▶ EXERCISE GOAL: Gather each line of the entries below that includes "this".

_ _ _ _ _

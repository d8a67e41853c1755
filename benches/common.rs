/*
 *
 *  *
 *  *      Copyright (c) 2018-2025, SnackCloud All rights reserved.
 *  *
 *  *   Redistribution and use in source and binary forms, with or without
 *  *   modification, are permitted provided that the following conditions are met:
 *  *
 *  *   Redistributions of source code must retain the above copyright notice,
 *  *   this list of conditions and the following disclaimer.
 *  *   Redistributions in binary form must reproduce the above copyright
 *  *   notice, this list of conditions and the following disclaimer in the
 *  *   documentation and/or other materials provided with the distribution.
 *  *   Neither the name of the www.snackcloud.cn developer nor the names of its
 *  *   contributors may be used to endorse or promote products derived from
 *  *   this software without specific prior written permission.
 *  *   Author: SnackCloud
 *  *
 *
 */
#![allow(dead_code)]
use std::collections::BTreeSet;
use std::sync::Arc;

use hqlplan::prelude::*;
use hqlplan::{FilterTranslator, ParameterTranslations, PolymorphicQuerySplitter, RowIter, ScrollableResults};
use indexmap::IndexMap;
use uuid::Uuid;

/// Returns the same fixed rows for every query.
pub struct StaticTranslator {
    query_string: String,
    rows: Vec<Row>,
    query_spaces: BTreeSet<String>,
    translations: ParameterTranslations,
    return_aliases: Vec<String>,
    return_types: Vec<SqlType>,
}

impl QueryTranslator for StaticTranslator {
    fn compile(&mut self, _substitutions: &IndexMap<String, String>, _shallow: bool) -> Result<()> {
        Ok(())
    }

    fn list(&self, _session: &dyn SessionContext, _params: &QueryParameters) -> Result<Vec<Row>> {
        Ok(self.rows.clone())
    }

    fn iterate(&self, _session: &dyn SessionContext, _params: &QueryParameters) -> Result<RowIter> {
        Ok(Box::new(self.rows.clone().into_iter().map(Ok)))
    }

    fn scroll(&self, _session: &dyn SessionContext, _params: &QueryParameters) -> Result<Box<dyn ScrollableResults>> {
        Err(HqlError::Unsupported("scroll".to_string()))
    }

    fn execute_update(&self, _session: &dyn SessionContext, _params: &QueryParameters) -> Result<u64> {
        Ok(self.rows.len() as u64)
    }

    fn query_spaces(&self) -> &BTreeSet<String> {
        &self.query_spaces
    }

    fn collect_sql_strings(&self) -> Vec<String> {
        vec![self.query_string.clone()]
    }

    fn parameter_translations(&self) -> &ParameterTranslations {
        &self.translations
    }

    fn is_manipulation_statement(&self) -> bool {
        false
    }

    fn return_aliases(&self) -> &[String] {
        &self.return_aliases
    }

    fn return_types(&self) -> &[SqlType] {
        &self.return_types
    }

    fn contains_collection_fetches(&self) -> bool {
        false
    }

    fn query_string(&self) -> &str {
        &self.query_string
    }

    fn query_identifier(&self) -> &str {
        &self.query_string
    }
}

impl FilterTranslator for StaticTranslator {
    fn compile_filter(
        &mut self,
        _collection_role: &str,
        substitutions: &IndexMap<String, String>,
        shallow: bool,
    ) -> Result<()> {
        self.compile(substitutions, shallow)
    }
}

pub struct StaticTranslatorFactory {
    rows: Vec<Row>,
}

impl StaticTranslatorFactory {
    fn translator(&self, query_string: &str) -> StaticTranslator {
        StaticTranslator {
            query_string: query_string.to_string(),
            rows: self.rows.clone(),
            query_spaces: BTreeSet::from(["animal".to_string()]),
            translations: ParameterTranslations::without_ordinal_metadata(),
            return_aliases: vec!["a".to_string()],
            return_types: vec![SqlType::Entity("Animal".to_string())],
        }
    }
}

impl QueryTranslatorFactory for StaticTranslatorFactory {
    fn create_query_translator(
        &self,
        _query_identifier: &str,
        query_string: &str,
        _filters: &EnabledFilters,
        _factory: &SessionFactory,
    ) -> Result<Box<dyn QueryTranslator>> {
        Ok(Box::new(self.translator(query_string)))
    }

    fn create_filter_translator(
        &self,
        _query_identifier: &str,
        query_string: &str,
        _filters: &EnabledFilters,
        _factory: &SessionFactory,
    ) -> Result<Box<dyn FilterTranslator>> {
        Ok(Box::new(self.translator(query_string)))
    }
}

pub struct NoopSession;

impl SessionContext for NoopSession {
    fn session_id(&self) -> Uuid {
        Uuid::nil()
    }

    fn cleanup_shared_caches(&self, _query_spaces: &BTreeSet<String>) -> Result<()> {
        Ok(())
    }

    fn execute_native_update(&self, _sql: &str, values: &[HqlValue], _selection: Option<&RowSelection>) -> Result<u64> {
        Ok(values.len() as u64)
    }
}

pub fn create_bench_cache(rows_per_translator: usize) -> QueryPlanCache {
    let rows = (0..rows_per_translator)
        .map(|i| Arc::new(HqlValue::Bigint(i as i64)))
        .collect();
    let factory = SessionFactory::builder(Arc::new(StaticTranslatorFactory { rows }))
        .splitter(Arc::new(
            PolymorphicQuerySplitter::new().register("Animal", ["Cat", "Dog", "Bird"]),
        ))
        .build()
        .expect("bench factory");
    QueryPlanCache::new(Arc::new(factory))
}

_ _ _ _ _

▶ SOLUTION:
 *  *   this list of conditions and the following disclaimer.
 *  *   notice, this list of conditions and the following disclaimer in the
 *  *   this software without specific prior written permission.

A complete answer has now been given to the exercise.